> [PROBLEM DESCRIPTION]: The lines from the start of the records through the one containing "per line. The" are to be restated word for word; please include both ends.

============================================================

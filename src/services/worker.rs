// src/services/worker.rs

//! Worker side of the worker contract.
//!
//! Inside the worker process a service sees two channels:
//!
//! - [`ResultSender`]: exactly one message, enforced by `send(self, ..)`.
//! - [`LogSender`]: zero or more plain text records, one per line. The
//!   timestamp and service prefix are added by the job manager, not here.
//!
//! [`worker_main`] is the entry point of `cosi worker <service>`: it reads the
//! request from stdin, runs the service and always answers on stdout, even
//! when the request is malformed or the service panics.

use std::fmt::Display;
use std::io::{self, Read, Write};
use std::panic::{self, AssertUnwindSafe};
use std::sync::{Mutex, PoisonError};

use serde_json::{Map, Value, json};
use thiserror::Error;

use crate::services::Service;
use crate::types::JobRequest;

/// Failure reported by a service. Both kinds end up as `{"error": ..}`.
#[derive(Error, Debug, Clone, PartialEq)]
pub enum WorkerError {
    /// The request content does not match what the service expects.
    #[error("{0}")]
    Validation(String),

    /// The service failed while processing a valid request.
    #[error("{0}")]
    Failed(String),
}

/// What a service returns: its success mapping or an error.
pub type WorkerResult = std::result::Result<Map<String, Value>, WorkerError>;

/// The single-use result channel.
pub struct ResultSender {
    out: Box<dyn Write + Send>,
}

impl ResultSender {
    pub fn new(out: impl Write + Send + 'static) -> Self {
        Self { out: Box::new(out) }
    }

    /// Result channel writing to this process's stdout.
    pub fn stdout() -> Self {
        Self::new(io::stdout())
    }

    /// Write the one and only result message.
    pub fn send(mut self, result: &Value) -> io::Result<()> {
        let mut line = serde_json::to_vec(result)?;
        line.push(b'\n');
        self.out.write_all(&line)?;
        self.out.flush()
    }
}

/// The log record channel.
pub struct LogSender {
    out: Mutex<Box<dyn Write + Send>>,
}

impl LogSender {
    pub fn new(out: impl Write + Send + 'static) -> Self {
        Self {
            out: Mutex::new(Box::new(out)),
        }
    }

    /// Log channel writing to this process's stderr.
    pub fn stderr() -> Self {
        Self::new(io::stderr())
    }

    /// Log channel that drops every record.
    pub fn sink() -> Self {
        Self::new(io::sink())
    }

    /// Emit a record. Multi-line messages become one record per line.
    pub fn send(&self, record: impl Display) {
        let text = record.to_string();
        let mut out = self.out.lock().unwrap_or_else(PoisonError::into_inner);
        for line in text.lines() {
            // Nowhere left to report a broken log pipe.
            let _ = writeln!(out, "{line}");
        }
        let _ = out.flush();
    }
}

/// Run `service` on `request` and answer on `results`.
///
/// Panics inside the service are converted into an error result so the
/// caller always gets exactly one message.
pub fn run_worker(service: Service, request: &JobRequest, results: ResultSender, log: &LogSender) -> io::Result<()> {
    let outcome = panic::catch_unwind(AssertUnwindSafe(|| service.execute(request, log)));

    let message = match outcome {
        Ok(Ok(data)) => Value::Object(data),
        Ok(Err(err)) => json!({ "error": err.to_string() }),
        Err(payload) => {
            let reason = payload
                .downcast_ref::<&str>()
                .map(|s| s.to_string())
                .or_else(|| payload.downcast_ref::<String>().cloned())
                .unwrap_or_else(|| "unknown panic".to_string());
            log.send(format!("worker panicked: {reason}"));
            json!({ "error": format!("worker panicked: {reason}") })
        }
    };

    results.send(&message)
}

/// Child-side entry point: read the request from `input`, resolve
/// `service_name`, run it.
pub fn serve_request(
    service_name: &str,
    mut input: impl Read,
    results: ResultSender,
    log: &LogSender,
) -> io::Result<()> {
    let mut raw = String::new();
    if let Err(err) = input.read_to_string(&mut raw) {
        return results.send(&json!({ "error": format!("failed to read request: {err}") }));
    }

    let request = match serde_json::from_str::<Value>(&raw)
        .map_err(|err| err.to_string())
        .and_then(|value| JobRequest::try_from(value).map_err(|err| err.to_string()))
    {
        Ok(request) => request,
        Err(err) => return results.send(&json!({ "error": format!("invalid request: {err}") })),
    };

    match Service::resolve(service_name) {
        Some(service) => run_worker(service, &request, results, log),
        None => results.send(&json!({ "error": format!("unknown service '{service_name}'") })),
    }
}

/// `cosi worker <service>`; returns the process exit code.
pub fn worker_main(service_name: &str) -> i32 {
    let log = LogSender::stderr();
    match serve_request(service_name, io::stdin(), ResultSender::stdout(), &log) {
        Ok(()) => 0,
        Err(err) => {
            log.send(format!("failed to deliver result: {err}"));
            1
        }
    }
}
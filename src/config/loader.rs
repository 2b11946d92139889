// src/config/loader.rs

use std::fs;
use std::path::{Path, PathBuf};

use tracing::debug;

use crate::config::model::{ConfigFile, RawConfigFile};
use crate::errors::Result;

/// Load a configuration file from a given path and return the raw `RawConfigFile`.
///
/// This only performs TOML deserialization; it does **not** validate value
/// ranges. Use [`load_and_validate`] for that.
pub fn load_from_path(path: impl AsRef<Path>) -> Result<RawConfigFile> {
    let path = path.as_ref();
    let contents = fs::read_to_string(path)?;

    let config: RawConfigFile = toml::from_str(&contents)?;

    Ok(config)
}

/// Load a configuration file from path and validate it.
pub fn load_and_validate(path: impl AsRef<Path>) -> Result<ConfigFile> {
    let raw_config = load_from_path(&path)?;
    let config = ConfigFile::try_from(raw_config)?;
    Ok(config)
}

/// Resolve the configuration to use at startup.
///
/// - An explicitly given path must exist and be valid.
/// - Without one, [`default_config_path`] is used if it exists, otherwise
///   built-in defaults.
pub fn load_or_default(explicit: Option<&Path>) -> Result<ConfigFile> {
    if let Some(path) = explicit {
        return load_and_validate(path);
    }

    let path = default_config_path();
    if path.is_file() {
        debug!(path = %path.display(), "loading default config file");
        load_and_validate(&path)
    } else {
        debug!("no config file found; using built-in defaults");
        Ok(ConfigFile::default())
    }
}

/// `Cosi.toml` in the current working directory.
pub fn default_config_path() -> PathBuf {
    PathBuf::from("Cosi.toml")
}
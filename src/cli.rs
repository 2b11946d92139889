// src/cli.rs

//! CLI argument parsing using `clap`.

use std::path::PathBuf;

use clap::{Parser, Subcommand, ValueEnum};

/// Command-line arguments for `cosi`.
#[derive(Debug, Clone, Parser)]
#[command(
    name = "cosi",
    version,
    about = "Run named service requests in isolated worker processes.",
    long_about = None
)]
pub struct CliArgs {
    /// Path to the config file (TOML).
    ///
    /// Default: `Cosi.toml` in the current working directory if it exists,
    /// built-in defaults otherwise.
    #[arg(long, global = true, value_name = "PATH")]
    pub config: Option<PathBuf>,

    /// Logging level (error, warn, info, debug, trace).
    ///
    /// If omitted, `COSI_LOG` or a default level will be used.
    #[arg(long, global = true, value_enum, value_name = "LEVEL")]
    pub log_level: Option<LogLevel>,

    #[command(subcommand)]
    pub command: Command,
}

#[derive(Debug, Clone, Subcommand)]
pub enum Command {
    /// Serve the HTTP API.
    Serve {
        /// Override `[server].host`.
        #[arg(long)]
        host: Option<String>,

        /// Override `[server].port`.
        #[arg(long)]
        port: Option<u16>,
    },

    /// Run a single request through the job manager and print the envelope.
    Run {
        /// Service name.
        service: String,

        /// Request parameters as `key=value`.
        #[arg(value_name = "KEY=VALUE", value_parser = parse_param)]
        params: Vec<(String, String)>,
    },

    /// Print the info text of a service.
    Info {
        service: String,
    },

    /// List registered services.
    Services,

    /// Worker process entry point; started by the job manager.
    #[command(hide = true)]
    Worker {
        service: String,
    },
}

/// Log level as exposed on the CLI.
#[derive(Debug, Copy, Clone, ValueEnum)]
pub enum LogLevel {
    Error,
    Warn,
    Info,
    Debug,
    Trace,
}

fn parse_param(raw: &str) -> Result<(String, String), String> {
    match raw.split_once('=') {
        Some((key, value)) if !key.is_empty() => Ok((key.to_string(), value.to_string())),
        _ => Err(format!("expected KEY=VALUE, got '{raw}'")),
    }
}

/// Convenience wrapper around `CliArgs::parse()`.
pub fn parse() -> CliArgs {
    CliArgs::parse()
}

============================================================

> [RESULT OF THE TASK]:
filename src/services/worker.rs
// src/services/worker.rs

//! Worker side of the worker contract.
//!
//! Inside the worker process a service sees two channels:
//!
//! - [`ResultSender`]: exactly one message, enforced by `send(self, ..)`.
//! - [`LogSender`]: zero or more plain text records, one per line. The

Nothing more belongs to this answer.